Being Factkin (submitted post)

Hi, factkin anon here! Thank you so much for letting me get this out and talk about my experiences. First is… god, realizing. The realization. It’s terrible, it’s so awful, at least it was for me. I wanted to cry. I want to cry right now lmao. It was a lot of different things that were nothing on their own, but once you thought of them together… you know how it goes, same as any kin awakening really. I saw some videos of Their house and Their pets and it was so familiar it hurt. My partner, who I haven’t told (and they’re my mirror system and we’ve been through so many lives together, so this means more than anyone can imagine), was looking at Their wiki page and spouting off facts and I was like “Oh yeah, I know. I know. Yeah I know that too, maybe I heard it somewhere” when I did not, in fact, hear it anywhere. I’ve gotten a few shifts as well, which is godawful, as you can imagine. And then my partner got Their haircut and, since my hair is too short to do this, I dyed my partner’s hair the way Their hair is colored.

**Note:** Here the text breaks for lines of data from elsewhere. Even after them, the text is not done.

//! Boot configuration loaded from a YAML file.
//!
//! The file provides boot-time defaults only; the trading parameters it
//! carries are overlaid by rows in the `settings` table at startup and may be
//! mutated live through the dashboard. See [`crate::application::settings`].

use std::path::Path;

use regex::Regex;
use serde::Deserialize;

/// Configuration errors are fatal at startup.
#[derive(Debug, thiserror::Error)]
pub enum ConfigError {
    #[error("failed to read config file: {0}")]
    Io(#[from] std::io::Error),

    #[error("failed to parse config file: {0}")]
    Yaml(#[from] serde_yaml::Error),

    #[error("invalid configuration: {0}")]
    Invalid(String),
}

#[derive(Debug, Clone, Deserialize)]
pub struct Config {
    pub telegram: TelegramConfig,
    pub database: DatabaseConfig,
    #[serde(default)]
    pub channels: Vec<String>,
    #[serde(default)]
    pub binance: BinanceConfig,
    pub trading: TradingConfig,
    #[serde(default)]
    pub webapi: WebApiConfig,
    #[serde(default)]
    pub logging: LoggingConfig,
}

#[derive(Debug, Clone, Deserialize)]
pub struct TelegramConfig {
    pub api_id: i32,
    pub api_hash: String,
    #[serde(default)]
    pub phone_number: String,
    #[serde(default)]
    pub bot_token: String,
    #[serde(default)]
    pub use_test_dc: bool,
}

#[derive(Debug, Clone, Deserialize)]
pub struct DatabaseConfig {
    #[serde(rename = "type", default = "default_db_type")]
    pub db_type: String,
    pub dsn: String,
}

/// Global exchange endpoints; accounts themselves live in the database.
#[derive(Debug, Clone, Default, Deserialize)]
pub struct BinanceConfig {
    #[serde(default)]
    pub base_url: Option<String>,
    #[serde(default)]
    pub ws_base_url: Option<String>,
}

#[derive(Debug, Clone, Deserialize)]
pub struct TradingConfig {
    #[serde(default)]
    pub enabled: bool,
    #[serde(default = "default_leverage")]
    pub leverage: u32,
    #[serde(default = "default_order_amount")]
    pub order_amount: f64,
    #[serde(default = "default_target_percent")]
    pub target_percent: f64,
    #[serde(default = "default_stoploss_percent")]
    pub stoploss_percent: f64,
    /// Seconds before an unfilled protective order is swept.
    #[serde(default = "default_order_timeout")]
    pub order_timeout: u64,
    #[serde(default)]
    pub signal_pattern: String,
    #[serde(default)]
    pub max_positions: u32,
    #[serde(default)]
    pub dry_run: bool,
    /// Comma grammar lives in the settings table; the file takes a list.
    #[serde(default)]
    pub ignored_symbols: Vec<String>,
}

#[derive(Debug, Clone, Deserialize)]
pub struct WebApiConfig {
    #[serde(default)]
    pub enabled: bool,
    #[serde(default = "default_host")]
    pub host: String,
    #[serde(default = "default_port")]
    pub port: u16,
    #[serde(default)]
    pub cors_origins: Vec<String>,
}

#[derive(Debug, Clone, Deserialize)]
pub struct LoggingConfig {
    #[serde(default = "default_log_level")]
    pub level: String,
    #[serde(default = "default_log_format")]
    pub format: String,
}

fn default_db_type() -> String {
    "sqlite".to_string()
}

fn default_leverage() -> u32 {
    10
}

fn default_order_amount() -> f64 {
    100.0
}

fn default_target_percent() -> f64 {
    0.02
}

fn default_stoploss_percent() -> f64 {
    0.01
}

fn default_order_timeout() -> u64 {
    600
}

fn default_host() -> String {
    "127.0.0.1".to_string()
}

fn default_port() -> u16 {
    8080
}

fn default_log_level() -> String {
    "info".to_string()
}

fn default_log_format() -> String {
    "text".to_string()
}

impl Default for WebApiConfig {
    fn default() -> Self {
        Self {
            enabled: false,
            host: default_host(),
            port: default_port(),
            cors_origins: Vec::new(),
        }
    }
}

impl Default for LoggingConfig {
    fn default() -> Self {
        Self {
            level: default_log_level(),
            format: default_log_format(),
        }
    }
}

impl Config {
    /// Read and validate the configuration file.
    pub fn load(path: impl AsRef<Path>) -> Result<Self, ConfigError> {
        let raw = std::fs::read_to_string(path)?;
        let cfg: Config = serde_yaml::from_str(&raw)?;
        cfg.validate()?;
        Ok(cfg)
    }

    pub fn validate(&self) -> Result<(), ConfigError> {
        if self.telegram.api_id == 0 {
            return Err(ConfigError::Invalid("telegram.api_id is required".into()));
        }
        if self.telegram.api_hash.is_empty() {
            return Err(ConfigError::Invalid("telegram.api_hash is required".into()));
        }
        if self.telegram.phone_number.is_empty() && self.telegram.bot_token.is_empty() {
            return Err(ConfigError::Invalid(
                "either telegram.phone_number or telegram.bot_token must be provided".into(),
            ));
        }
        if self.database.dsn.is_empty() {
            return Err(ConfigError::Invalid("database.dsn is required".into()));
        }

        if self.trading.enabled {
            if !(1..=125).contains(&self.trading.leverage) {
                return Err(ConfigError::Invalid(
                    "trading.leverage must be between 1 and 125".into(),
                ));
            }
            if self.trading.order_amount <= 0.0 {
                return Err(ConfigError::Invalid(
                    "trading.order_amount must be greater than 0".into(),
                ));
            }
            if self.trading.target_percent <= 0.0 {
                return Err(ConfigError::Invalid(
                    "trading.target_percent must be greater than 0".into(),
                ));
            }
            if self.trading.stoploss_percent <= 0.0 {
                return Err(ConfigError::Invalid(
                    "trading.stoploss_percent must be greater than 0".into(),
                ));
            }
            if self.trading.order_timeout < 60 {
                return Err(ConfigError::Invalid(
                    "trading.order_timeout must be at least 60 seconds".into(),
                ));
            }
            if self.trading.signal_pattern.is_empty() {
                return Err(ConfigError::Invalid(
                    "trading.signal_pattern is required when trading is enabled".into(),
                ));
            }
            Regex::new(&self.trading.signal_pattern).map_err(|e| {
                ConfigError::Invalid(format!("trading.signal_pattern is not a valid regex: {e}"))
            })?;
        }

        Ok(())
    }

    /// Whether bot-token authentication is configured for the message feed.
    pub fn is_bot(&self) -> bool {
        !self.telegram.bot_token.is_empty()
    }
}

#[cfg(test)]
mod tests {
    use super::*;

    fn base_yaml() -> String {
        r#"
telegram:
  api_id: 12345
  api_hash: "abcdef"
  bot_token: "123:token"
database:
  type: sqlite
  dsn: "data/zignal.db"
channels:
  - "@cryptosignals"
trading:
  enabled: true
  leverage: 10
  order_amount: 100
  target_percent: 0.02
  stoploss_percent: 0.01
  order_timeout: 600
  signal_pattern: '(?i)\$([A-Z]{2,10})\b'
webapi:
  enabled: true
  host: 0.0.0.0
  port: 8080
"#
        .to_string()
    }

    #[test]
    fn parses_and_validates() {
        let cfg: Config = serde_yaml::from_str(&base_yaml()).unwrap();
        assert!(cfg.validate().is_ok());
        assert_eq!(cfg.trading.leverage, 10);
        assert_eq!(cfg.webapi.port, 8080);
        assert_eq!(cfg.channels, vec!["@cryptosignals".to_string()]);
        assert!(cfg.is_bot());
    }

    #[test]
    fn rejects_missing_api_hash() {
        let yaml = base_yaml().replace("api_hash: \"abcdef\"", "api_hash: \"\"");
        let cfg: Config = serde_yaml::from_str(&yaml).unwrap();
        assert!(cfg.validate().is_err());
    }

    #[test]
    fn rejects_leverage_out_of_range() {
        for bad in ["leverage: 0", "leverage: 126"] {
            let yaml = base_yaml().replace("leverage: 10", bad);
            let cfg: Config = serde_yaml::from_str(&yaml).unwrap();
            assert!(cfg.validate().is_err(), "expected {bad} to be rejected");
        }
    }

    #[test]
    fn rejects_invalid_signal_pattern() {
        let yaml = base_yaml().replace(r"(?i)\$([A-Z]{2,10})\b", "([unclosed");
        let cfg: Config = serde_yaml::from_str(&yaml).unwrap();
        let err = cfg.validate().unwrap_err();
        assert!(err.to_string().contains("signal_pattern"));
    }

    #[test]
    fn disabled_trading_skips_trading_validation() {
        let yaml = base_yaml()
            .replace("enabled: true\n  leverage", "enabled: false\n  leverage")
            .replace("order_amount: 100", "order_amount: 0");
        let cfg: Config = serde_yaml::from_str(&yaml).unwrap();
        assert!(cfg.validate().is_ok());
    }

    #[test]
    fn rejects_short_order_timeout() {
        let yaml = base_yaml().replace("order_timeout: 600", "order_timeout: 30");
        let cfg: Config = serde_yaml::from_str(&yaml).unwrap();
        assert!(cfg.validate().is_err());
    }
}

Now here’s something that may be a little unexpected, a strange side effect to being factkin- jealousy. Lots and lots of jealousy. I regretted coloring and cutting my partner’s hair the way I did because it almost hurt every time I looked at them. “I’m supposed to look like that”, but I don’t. Sometimes we quote some of Their lines and when my partner does one of Their quotes I get jealous. “That’s my line” when no, no it is not. When we’d watch something with Them in it, I’d get jealous because “hey there i am” mmmno there i am not. Looking in the mirror and expecting Their reflection makes me uncomfortable and so uneasy, because I did not previously believe factkin could exist at all, until I discovered i was factkin myself, which I’m still having difficulty admitting. Expecting Their voice when I speak, missing Their friends, who I’ve never met.

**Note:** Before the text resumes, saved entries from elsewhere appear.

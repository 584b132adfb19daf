//! Channel subscriptions as seen by the dashboard.
//!
//! The live messaging client is external to this crate; it implements
//! [`ChannelControl`] to actually join and leave chats. [`ChannelDirectory`]
//! is the store-backed implementation used until the client is attached: it
//! keeps the `channels` table consistent so the dashboard works either way.

use async_trait::async_trait;

use crate::persistence::models::Channel;
use crate::persistence::repository::Repository;
use crate::persistence::StoreError;

#[async_trait]
pub trait ChannelControl: Send + Sync {
    async fn subscribe(&self, identifier: &str) -> Result<Channel, StoreError>;
    async fn unsubscribe(&self, channel_id: i64) -> Result<(), StoreError>;
    async fn list(&self) -> Result<Vec<Channel>, StoreError>;
}

pub struct ChannelDirectory {
    repo: Repository,
}

impl ChannelDirectory {
    pub fn new(repo: Repository) -> Self {
        Self { repo }
    }
}

#[async_trait]
impl ChannelControl for ChannelDirectory {
    async fn subscribe(&self, identifier: &str) -> Result<Channel, StoreError> {
        let (channel_id, username) = match identifier.parse::<i64>() {
            Ok(id) => (id, None),
            // placeholder id until the messaging client reports the real
            // chat id and re-upserts the row
            Err(_) => (synthetic_channel_id(identifier), Some(identifier)),
        };
        self.repo.upsert_channel(channel_id, username, identifier).await
    }

    async fn unsubscribe(&self, channel_id: i64) -> Result<(), StoreError> {
        self.repo.deactivate_channel(channel_id).await
    }

    async fn list(&self) -> Result<Vec<Channel>, StoreError> {
        self.repo.list_channels().await
    }
}

/// Deterministic negative id for username identifiers, outside the id space
/// the messaging network assigns.
fn synthetic_channel_id(identifier: &str) -> i64 {
    let mut hash: u64 = 0xcbf29ce484222325;
    for byte in identifier.bytes() {
        hash ^= byte as u64;
        hash = hash.wrapping_mul(0x100000001b3);
    }
    -((hash >> 1) as i64)
}
//! Live-tunable trading settings.
//!
//! The store is authoritative at runtime: rows in the `settings` table
//! overlay the boot values from the config file, and dashboard updates write
//! the row first and the in-memory snapshot second. Unparseable rows are
//! logged and skipped rather than poisoning the snapshot.

use std::sync::{Arc, RwLock};

use serde::{Deserialize, Serialize};
use tracing::warn;

use crate::config::TradingConfig;
use crate::persistence::repository::Repository;
use crate::persistence::StoreError;

pub const KEY_ENABLED: &str = "trading.enabled";
pub const KEY_LEVERAGE: &str = "trading.leverage";
pub const KEY_ORDER_AMOUNT: &str = "trading.order_amount";
pub const KEY_TARGET_PERCENT: &str = "trading.target_percent";
pub const KEY_STOPLOSS_PERCENT: &str = "trading.stoploss_percent";
pub const KEY_ORDER_TIMEOUT: &str = "trading.order_timeout";
pub const KEY_MAX_POSITIONS: &str = "trading.max_positions";
pub const KEY_DRY_RUN: &str = "trading.dry_run";
pub const KEY_SIGNAL_PATTERN: &str = "trading.signal_pattern";
pub const KEY_IGNORED_SYMBOLS: &str = "trading.ignored_symbols";

#[derive(Debug, Clone, Serialize)]
pub struct TradingSettings {
    pub enabled: bool,
    pub leverage: u32,
    pub order_amount: f64,
    pub target_percent: f64,
    pub stoploss_percent: f64,
    pub order_timeout: u64,
    pub max_positions: u32,
    pub dry_run: bool,
    pub signal_pattern: String,
    pub ignored_symbols: Vec<String>,
}

impl TradingSettings {
    pub fn from_config(cfg: &TradingConfig) -> Self {
        Self {
            enabled: cfg.enabled,
            leverage: cfg.leverage,
            order_amount: cfg.order_amount,
            target_percent: cfg.target_percent,
            stoploss_percent: cfg.stoploss_percent,
            order_timeout: cfg.order_timeout,
            max_positions: cfg.max_positions,
            dry_run: cfg.dry_run,
            signal_pattern: cfg.signal_pattern.clone(),
            ignored_symbols: cfg.ignored_symbols.clone(),
        }
    }

    fn apply_row(&mut self, key: &str, value: &str) {
        let parsed = match key {
            KEY_ENABLED => parse_into(value, &mut self.enabled),
            KEY_LEVERAGE => parse_into(value, &mut self.leverage),
            KEY_ORDER_AMOUNT => parse_into(value, &mut self.order_amount),
            KEY_TARGET_PERCENT => parse_into(value, &mut self.target_percent),
            KEY_STOPLOSS_PERCENT => parse_into(value, &mut self.stoploss_percent),
            KEY_ORDER_TIMEOUT => parse_into(value, &mut self.order_timeout),
            KEY_MAX_POSITIONS => parse_into(value, &mut self.max_positions),
            KEY_DRY_RUN => parse_into(value, &mut self.dry_run),
            KEY_SIGNAL_PATTERN => {
                self.signal_pattern = value.to_string();
                true
            }
            KEY_IGNORED_SYMBOLS => {
                self.ignored_symbols = split_symbols(value);
                true
            }
            _ => return,
        };
        if !parsed {
            warn!(key, value, "ignoring unparseable settings row");
        }
    }
}

fn parse_into<T: std::str::FromStr>(value: &str, slot: &mut T) -> bool {
    match value.parse() {
        Ok(v) => {
            *slot = v;
            true
        }
        Err(_) => false,
    }
}

fn split_symbols(value: &str) -> Vec<String> {
    value
        .split(',')
        .map(|s| s.trim().to_string())
        .filter(|s| !s.is_empty())
        .collect()
}

/// Dashboard update payload; only provided fields change.
#[derive(Debug, Clone, Default, Deserialize)]
pub struct SettingsUpdate {
    pub enabled: Option<bool>,
    pub leverage: Option<u32>,
    pub order_amount: Option<f64>,
    pub target_percent: Option<f64>,
    pub stoploss_percent: Option<f64>,
    pub order_timeout: Option<u64>,
    pub max_positions: Option<u32>,
    pub dry_run: Option<bool>,
    pub signal_pattern: Option<String>,
    pub ignored_symbols: Option<Vec<String>>,
}

pub struct RuntimeSettings {
    current: RwLock<TradingSettings>,
    repo: Repository,
}

impl RuntimeSettings {
    /// Hydrate from the boot config, then overlay settings rows.
    pub async fn load(repo: Repository, boot: TradingSettings) -> Result<Arc<Self>, StoreError> {
        let mut settings = boot;
        for (key, value) in repo.all_settings().await? {
            settings.apply_row(&key, &value);
        }
        Ok(Arc::new(Self {
            current: RwLock::new(settings),
            repo,
        }))
    }

    pub fn snapshot(&self) -> TradingSettings {
        self.current.read().expect("settings lock poisoned").clone()
    }

    /// Persist the provided fields as settings rows, then swap the snapshot.
    pub async fn apply(&self, update: SettingsUpdate) -> Result<TradingSettings, StoreError> {
        let mut next = self.snapshot();

        if let Some(v) = update.enabled {
            self.repo.upsert_setting(KEY_ENABLED, &v.to_string()).await?;
            next.enabled = v;
        }
        if let Some(v) = update.leverage {
            self.repo.upsert_setting(KEY_LEVERAGE, &v.to_string()).await?;
            next.leverage = v;
        }
        if let Some(v) = update.order_amount {
            self.repo
                .upsert_setting(KEY_ORDER_AMOUNT, &v.to_string())
                .await?;
            next.order_amount = v;
        }
        if let Some(v) = update.target_percent {
            self.repo
                .upsert_setting(KEY_TARGET_PERCENT, &v.to_string())
                .await?;
            next.target_percent = v;
        }
        if let Some(v) = update.stoploss_percent {
            self.repo
                .upsert_setting(KEY_STOPLOSS_PERCENT, &v.to_string())
                .await?;
            next.stoploss_percent = v;
        }
        if let Some(v) = update.order_timeout {
            self.repo
                .upsert_setting(KEY_ORDER_TIMEOUT, &v.to_string())
                .await?;
            next.order_timeout = v;
        }
        if let Some(v) = update.max_positions {
            self.repo
                .upsert_setting(KEY_MAX_POSITIONS, &v.to_string())
                .await?;
            next.max_positions = v;
        }
        if let Some(v) = update.dry_run {
            self.repo.upsert_setting(KEY_DRY_RUN, &v.to_string()).await?;
            next.dry_run = v;
        }
        if let Some(v) = &update.signal_pattern {
            self.repo.upsert_setting(KEY_SIGNAL_PATTERN, v).await?;
            next.signal_pattern = v.clone();
        }
        if let Some(v) = &update.ignored_symbols {
            self.repo
                .upsert_setting(KEY_IGNORED_SYMBOLS, &v.join(","))
                .await?;
            next.ignored_symbols = v.clone();
        }

        *self.current.write().expect("settings lock poisoned") = next.clone();
        Ok(next)
    }
}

A lot of people hate factkin. Say we’re stealing someone’s identity. I don’t claim to be this version of Them, I’m not open about being Them whatsoever, and I sure as hell never asked for this. I would give almost anything to NOT be factkin. It hurts to be accused of a crime by possibly hundreds of people who have never even met you. But I’m not mad, and I don’t blame anyone for being uncomfortable with factkin because I am too.

This is more of a vent than what you were looking for I think, and I’m sorry, but thank you again for letting me talk about this.